The answer must be every line from the entries below that includes "Consecutive".

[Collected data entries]

▬▬▬▬▬▬

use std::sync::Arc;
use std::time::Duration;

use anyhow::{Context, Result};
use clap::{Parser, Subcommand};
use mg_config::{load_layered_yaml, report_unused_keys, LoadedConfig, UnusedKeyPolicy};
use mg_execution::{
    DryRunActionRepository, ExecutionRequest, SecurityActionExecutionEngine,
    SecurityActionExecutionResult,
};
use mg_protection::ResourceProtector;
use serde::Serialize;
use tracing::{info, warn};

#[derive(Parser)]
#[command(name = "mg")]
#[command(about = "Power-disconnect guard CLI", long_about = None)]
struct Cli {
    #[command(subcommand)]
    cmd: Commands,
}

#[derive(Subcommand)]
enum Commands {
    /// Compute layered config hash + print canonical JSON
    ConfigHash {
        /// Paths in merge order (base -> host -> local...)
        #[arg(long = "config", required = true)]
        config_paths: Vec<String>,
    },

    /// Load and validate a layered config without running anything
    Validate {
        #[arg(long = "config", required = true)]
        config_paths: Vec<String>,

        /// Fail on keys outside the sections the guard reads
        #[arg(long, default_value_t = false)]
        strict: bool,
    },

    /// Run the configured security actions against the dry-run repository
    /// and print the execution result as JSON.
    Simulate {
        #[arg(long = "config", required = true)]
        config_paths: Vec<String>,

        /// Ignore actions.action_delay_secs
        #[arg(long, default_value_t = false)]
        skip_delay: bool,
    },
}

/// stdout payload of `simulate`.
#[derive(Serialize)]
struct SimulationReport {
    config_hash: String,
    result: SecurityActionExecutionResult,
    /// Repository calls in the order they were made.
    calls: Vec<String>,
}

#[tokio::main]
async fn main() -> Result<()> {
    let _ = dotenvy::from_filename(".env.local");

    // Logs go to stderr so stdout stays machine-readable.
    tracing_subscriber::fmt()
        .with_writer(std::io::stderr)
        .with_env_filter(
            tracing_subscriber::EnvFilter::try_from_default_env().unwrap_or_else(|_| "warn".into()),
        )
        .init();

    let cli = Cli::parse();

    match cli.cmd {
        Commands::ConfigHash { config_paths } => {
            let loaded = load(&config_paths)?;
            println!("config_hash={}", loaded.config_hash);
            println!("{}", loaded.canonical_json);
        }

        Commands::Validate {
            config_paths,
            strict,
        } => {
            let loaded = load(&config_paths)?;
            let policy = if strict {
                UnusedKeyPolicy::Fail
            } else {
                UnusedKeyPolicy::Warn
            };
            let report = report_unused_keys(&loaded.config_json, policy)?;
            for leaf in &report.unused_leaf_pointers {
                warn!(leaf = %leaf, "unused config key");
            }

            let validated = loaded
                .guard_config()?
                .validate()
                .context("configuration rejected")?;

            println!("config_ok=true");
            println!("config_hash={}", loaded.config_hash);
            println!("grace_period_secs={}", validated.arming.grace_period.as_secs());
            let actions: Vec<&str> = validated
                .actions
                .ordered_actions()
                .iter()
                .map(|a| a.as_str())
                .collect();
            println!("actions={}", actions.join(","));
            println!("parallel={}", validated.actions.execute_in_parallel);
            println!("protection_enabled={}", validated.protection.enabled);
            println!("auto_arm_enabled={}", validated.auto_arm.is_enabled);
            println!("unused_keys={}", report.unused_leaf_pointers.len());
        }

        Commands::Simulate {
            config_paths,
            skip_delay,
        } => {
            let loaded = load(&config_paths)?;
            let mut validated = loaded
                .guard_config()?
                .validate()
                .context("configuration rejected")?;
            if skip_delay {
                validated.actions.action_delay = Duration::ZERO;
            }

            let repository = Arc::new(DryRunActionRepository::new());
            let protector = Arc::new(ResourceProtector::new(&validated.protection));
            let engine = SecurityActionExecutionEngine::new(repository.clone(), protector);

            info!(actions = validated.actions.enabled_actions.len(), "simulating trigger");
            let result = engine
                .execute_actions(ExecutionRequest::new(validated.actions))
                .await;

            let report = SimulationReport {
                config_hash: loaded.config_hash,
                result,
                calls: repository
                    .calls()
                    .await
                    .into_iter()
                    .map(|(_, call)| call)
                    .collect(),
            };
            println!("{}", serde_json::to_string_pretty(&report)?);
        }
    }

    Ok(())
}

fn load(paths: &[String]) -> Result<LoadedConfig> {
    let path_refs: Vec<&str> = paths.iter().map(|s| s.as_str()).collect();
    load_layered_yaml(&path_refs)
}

▬▬▬▬▬▬

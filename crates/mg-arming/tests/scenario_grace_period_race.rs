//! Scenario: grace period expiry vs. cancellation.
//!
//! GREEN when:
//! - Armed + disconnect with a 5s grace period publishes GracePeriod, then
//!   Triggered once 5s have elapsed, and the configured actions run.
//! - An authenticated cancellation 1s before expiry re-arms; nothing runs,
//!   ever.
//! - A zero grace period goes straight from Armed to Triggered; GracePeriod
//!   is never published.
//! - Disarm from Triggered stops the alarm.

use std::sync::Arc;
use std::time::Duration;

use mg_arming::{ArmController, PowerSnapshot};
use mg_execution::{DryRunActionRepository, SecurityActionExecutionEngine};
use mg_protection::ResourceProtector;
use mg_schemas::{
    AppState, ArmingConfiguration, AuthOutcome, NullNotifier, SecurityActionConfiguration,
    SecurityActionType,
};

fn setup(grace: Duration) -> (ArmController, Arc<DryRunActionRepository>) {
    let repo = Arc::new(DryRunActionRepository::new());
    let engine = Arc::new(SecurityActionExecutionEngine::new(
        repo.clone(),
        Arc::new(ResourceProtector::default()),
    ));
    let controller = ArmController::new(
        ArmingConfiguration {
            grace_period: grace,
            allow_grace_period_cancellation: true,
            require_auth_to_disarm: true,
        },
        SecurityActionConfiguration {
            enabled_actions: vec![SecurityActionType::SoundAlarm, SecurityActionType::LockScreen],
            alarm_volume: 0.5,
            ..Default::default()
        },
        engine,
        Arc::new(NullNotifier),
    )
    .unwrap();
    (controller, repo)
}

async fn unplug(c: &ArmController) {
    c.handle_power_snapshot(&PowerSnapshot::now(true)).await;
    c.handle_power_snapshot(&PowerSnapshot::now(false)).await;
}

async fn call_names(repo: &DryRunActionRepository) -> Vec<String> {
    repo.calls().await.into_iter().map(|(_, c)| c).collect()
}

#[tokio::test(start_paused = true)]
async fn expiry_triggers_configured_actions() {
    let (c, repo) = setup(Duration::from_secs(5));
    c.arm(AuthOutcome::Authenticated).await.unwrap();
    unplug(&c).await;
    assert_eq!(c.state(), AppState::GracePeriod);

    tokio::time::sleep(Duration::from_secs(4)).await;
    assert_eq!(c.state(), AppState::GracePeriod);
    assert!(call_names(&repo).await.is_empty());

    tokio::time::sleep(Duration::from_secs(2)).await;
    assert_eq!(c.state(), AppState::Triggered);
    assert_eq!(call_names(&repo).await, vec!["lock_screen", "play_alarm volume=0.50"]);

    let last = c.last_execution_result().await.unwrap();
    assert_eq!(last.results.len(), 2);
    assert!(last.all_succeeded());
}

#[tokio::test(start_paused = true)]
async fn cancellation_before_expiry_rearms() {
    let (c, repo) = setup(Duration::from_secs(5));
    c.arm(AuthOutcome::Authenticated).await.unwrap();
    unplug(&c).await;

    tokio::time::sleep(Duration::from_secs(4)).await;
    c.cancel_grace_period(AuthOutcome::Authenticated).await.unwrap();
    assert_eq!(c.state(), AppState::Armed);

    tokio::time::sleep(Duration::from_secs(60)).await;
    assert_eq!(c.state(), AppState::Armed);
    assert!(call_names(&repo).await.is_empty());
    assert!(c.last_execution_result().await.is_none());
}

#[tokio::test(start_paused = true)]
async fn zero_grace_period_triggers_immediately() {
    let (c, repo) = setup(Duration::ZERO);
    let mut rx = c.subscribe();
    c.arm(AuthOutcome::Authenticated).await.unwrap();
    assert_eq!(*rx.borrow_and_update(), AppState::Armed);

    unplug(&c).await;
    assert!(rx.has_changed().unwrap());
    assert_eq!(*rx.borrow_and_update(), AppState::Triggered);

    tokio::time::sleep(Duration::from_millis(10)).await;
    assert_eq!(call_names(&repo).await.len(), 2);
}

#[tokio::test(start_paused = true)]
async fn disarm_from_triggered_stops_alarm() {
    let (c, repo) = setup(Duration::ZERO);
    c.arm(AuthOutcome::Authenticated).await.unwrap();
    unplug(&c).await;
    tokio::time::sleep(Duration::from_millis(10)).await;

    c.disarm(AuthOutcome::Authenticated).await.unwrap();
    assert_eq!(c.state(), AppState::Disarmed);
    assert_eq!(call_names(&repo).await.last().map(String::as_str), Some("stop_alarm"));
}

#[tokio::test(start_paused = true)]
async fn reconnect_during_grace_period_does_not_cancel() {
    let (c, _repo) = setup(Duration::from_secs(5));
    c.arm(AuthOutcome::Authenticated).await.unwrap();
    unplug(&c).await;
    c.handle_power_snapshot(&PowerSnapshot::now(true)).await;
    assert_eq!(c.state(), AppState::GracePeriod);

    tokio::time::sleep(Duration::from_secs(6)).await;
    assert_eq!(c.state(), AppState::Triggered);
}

▬▬▬▬▬▬

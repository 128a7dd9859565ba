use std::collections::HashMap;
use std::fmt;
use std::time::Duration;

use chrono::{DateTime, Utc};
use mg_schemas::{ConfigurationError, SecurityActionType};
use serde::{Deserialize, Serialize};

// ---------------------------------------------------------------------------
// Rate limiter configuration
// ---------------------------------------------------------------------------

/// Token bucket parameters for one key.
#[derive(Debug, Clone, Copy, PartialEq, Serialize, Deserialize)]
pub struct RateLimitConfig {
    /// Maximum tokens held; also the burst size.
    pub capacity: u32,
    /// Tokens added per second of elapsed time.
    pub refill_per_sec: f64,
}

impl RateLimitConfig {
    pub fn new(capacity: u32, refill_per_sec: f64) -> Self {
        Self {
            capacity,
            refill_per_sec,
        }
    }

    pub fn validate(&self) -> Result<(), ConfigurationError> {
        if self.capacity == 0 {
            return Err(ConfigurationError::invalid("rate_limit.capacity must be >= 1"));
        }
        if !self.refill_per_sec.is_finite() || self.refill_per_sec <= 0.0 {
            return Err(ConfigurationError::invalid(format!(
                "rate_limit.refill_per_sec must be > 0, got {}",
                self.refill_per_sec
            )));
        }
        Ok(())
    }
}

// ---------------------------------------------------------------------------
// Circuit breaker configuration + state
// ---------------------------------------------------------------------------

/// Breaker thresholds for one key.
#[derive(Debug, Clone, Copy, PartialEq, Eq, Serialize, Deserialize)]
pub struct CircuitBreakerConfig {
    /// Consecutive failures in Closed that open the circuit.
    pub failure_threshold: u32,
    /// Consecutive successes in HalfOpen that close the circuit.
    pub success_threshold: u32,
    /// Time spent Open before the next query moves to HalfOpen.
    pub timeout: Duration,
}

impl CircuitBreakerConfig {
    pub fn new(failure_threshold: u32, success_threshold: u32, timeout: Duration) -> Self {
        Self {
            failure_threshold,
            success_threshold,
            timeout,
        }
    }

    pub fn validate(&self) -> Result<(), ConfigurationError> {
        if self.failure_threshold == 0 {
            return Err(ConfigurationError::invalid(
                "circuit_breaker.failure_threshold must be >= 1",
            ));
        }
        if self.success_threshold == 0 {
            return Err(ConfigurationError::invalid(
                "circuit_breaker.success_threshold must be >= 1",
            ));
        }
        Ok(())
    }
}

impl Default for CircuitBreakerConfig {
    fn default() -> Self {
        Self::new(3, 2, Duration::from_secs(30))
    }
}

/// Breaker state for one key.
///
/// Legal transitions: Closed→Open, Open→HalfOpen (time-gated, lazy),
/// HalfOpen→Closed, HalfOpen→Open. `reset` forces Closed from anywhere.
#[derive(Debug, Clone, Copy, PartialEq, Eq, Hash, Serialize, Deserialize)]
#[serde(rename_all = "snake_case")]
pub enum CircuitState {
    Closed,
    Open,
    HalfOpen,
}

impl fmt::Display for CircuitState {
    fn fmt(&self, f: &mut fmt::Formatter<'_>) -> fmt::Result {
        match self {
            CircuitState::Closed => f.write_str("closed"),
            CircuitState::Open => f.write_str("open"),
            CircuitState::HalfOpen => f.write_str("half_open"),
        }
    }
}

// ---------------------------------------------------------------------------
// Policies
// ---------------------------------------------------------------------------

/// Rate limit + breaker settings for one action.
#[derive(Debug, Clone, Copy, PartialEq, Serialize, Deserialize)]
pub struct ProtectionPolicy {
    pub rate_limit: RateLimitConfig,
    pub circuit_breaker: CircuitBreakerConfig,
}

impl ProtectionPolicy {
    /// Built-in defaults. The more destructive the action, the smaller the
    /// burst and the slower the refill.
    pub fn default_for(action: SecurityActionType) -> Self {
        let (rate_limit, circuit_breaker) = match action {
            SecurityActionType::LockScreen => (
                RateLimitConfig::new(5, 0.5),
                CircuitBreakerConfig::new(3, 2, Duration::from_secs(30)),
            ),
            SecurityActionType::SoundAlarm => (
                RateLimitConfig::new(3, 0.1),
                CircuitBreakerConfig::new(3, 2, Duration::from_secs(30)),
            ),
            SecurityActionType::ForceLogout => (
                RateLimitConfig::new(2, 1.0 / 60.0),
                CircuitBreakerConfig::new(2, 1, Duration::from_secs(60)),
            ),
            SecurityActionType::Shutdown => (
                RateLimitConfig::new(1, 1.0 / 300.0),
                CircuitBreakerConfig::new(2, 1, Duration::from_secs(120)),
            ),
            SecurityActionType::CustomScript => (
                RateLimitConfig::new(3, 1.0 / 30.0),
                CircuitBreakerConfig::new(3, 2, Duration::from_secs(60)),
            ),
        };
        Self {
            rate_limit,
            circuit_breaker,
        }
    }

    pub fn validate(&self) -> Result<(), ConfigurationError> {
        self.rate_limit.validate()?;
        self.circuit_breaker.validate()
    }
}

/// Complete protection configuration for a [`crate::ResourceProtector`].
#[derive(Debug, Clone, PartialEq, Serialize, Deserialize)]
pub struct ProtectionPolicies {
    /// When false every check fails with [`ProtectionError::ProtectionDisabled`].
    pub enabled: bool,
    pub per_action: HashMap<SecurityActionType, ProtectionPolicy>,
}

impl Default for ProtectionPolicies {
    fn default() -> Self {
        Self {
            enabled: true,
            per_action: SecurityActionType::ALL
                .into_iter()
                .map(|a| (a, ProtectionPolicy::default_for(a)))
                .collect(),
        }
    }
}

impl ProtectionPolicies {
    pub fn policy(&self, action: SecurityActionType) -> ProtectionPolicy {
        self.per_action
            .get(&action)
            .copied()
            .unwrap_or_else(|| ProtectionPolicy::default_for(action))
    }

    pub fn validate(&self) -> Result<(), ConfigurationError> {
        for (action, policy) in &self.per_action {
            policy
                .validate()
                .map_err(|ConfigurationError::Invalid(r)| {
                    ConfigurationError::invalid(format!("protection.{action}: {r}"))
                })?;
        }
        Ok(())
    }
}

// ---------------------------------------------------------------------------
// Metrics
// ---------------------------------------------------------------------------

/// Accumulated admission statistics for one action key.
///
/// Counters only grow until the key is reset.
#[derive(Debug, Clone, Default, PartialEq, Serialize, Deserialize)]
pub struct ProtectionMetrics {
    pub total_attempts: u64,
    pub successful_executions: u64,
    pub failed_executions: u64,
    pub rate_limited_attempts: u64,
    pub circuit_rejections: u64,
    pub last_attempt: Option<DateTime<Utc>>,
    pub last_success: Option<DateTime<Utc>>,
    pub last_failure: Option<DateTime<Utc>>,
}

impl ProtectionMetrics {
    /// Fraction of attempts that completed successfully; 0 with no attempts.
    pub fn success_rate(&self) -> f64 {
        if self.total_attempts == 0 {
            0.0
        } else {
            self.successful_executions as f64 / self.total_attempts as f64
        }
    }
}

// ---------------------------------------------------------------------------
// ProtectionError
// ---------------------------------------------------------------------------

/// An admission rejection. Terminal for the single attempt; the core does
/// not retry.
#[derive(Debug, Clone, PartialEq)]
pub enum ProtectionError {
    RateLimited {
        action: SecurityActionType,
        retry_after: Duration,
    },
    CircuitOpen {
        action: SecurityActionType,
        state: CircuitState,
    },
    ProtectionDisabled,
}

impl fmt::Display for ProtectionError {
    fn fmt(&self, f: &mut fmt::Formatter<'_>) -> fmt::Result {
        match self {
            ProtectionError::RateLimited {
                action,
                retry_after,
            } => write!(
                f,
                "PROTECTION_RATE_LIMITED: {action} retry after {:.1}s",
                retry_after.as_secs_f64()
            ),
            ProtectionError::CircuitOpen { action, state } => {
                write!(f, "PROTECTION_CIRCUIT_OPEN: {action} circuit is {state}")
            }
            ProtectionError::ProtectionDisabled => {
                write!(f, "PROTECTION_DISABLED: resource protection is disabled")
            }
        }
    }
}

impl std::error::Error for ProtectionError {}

▬▬▬▬▬▬

▸ Completed task:
    /// Consecutive failures in Closed that open the circuit.
    /// Consecutive successes in HalfOpen that close the circuit.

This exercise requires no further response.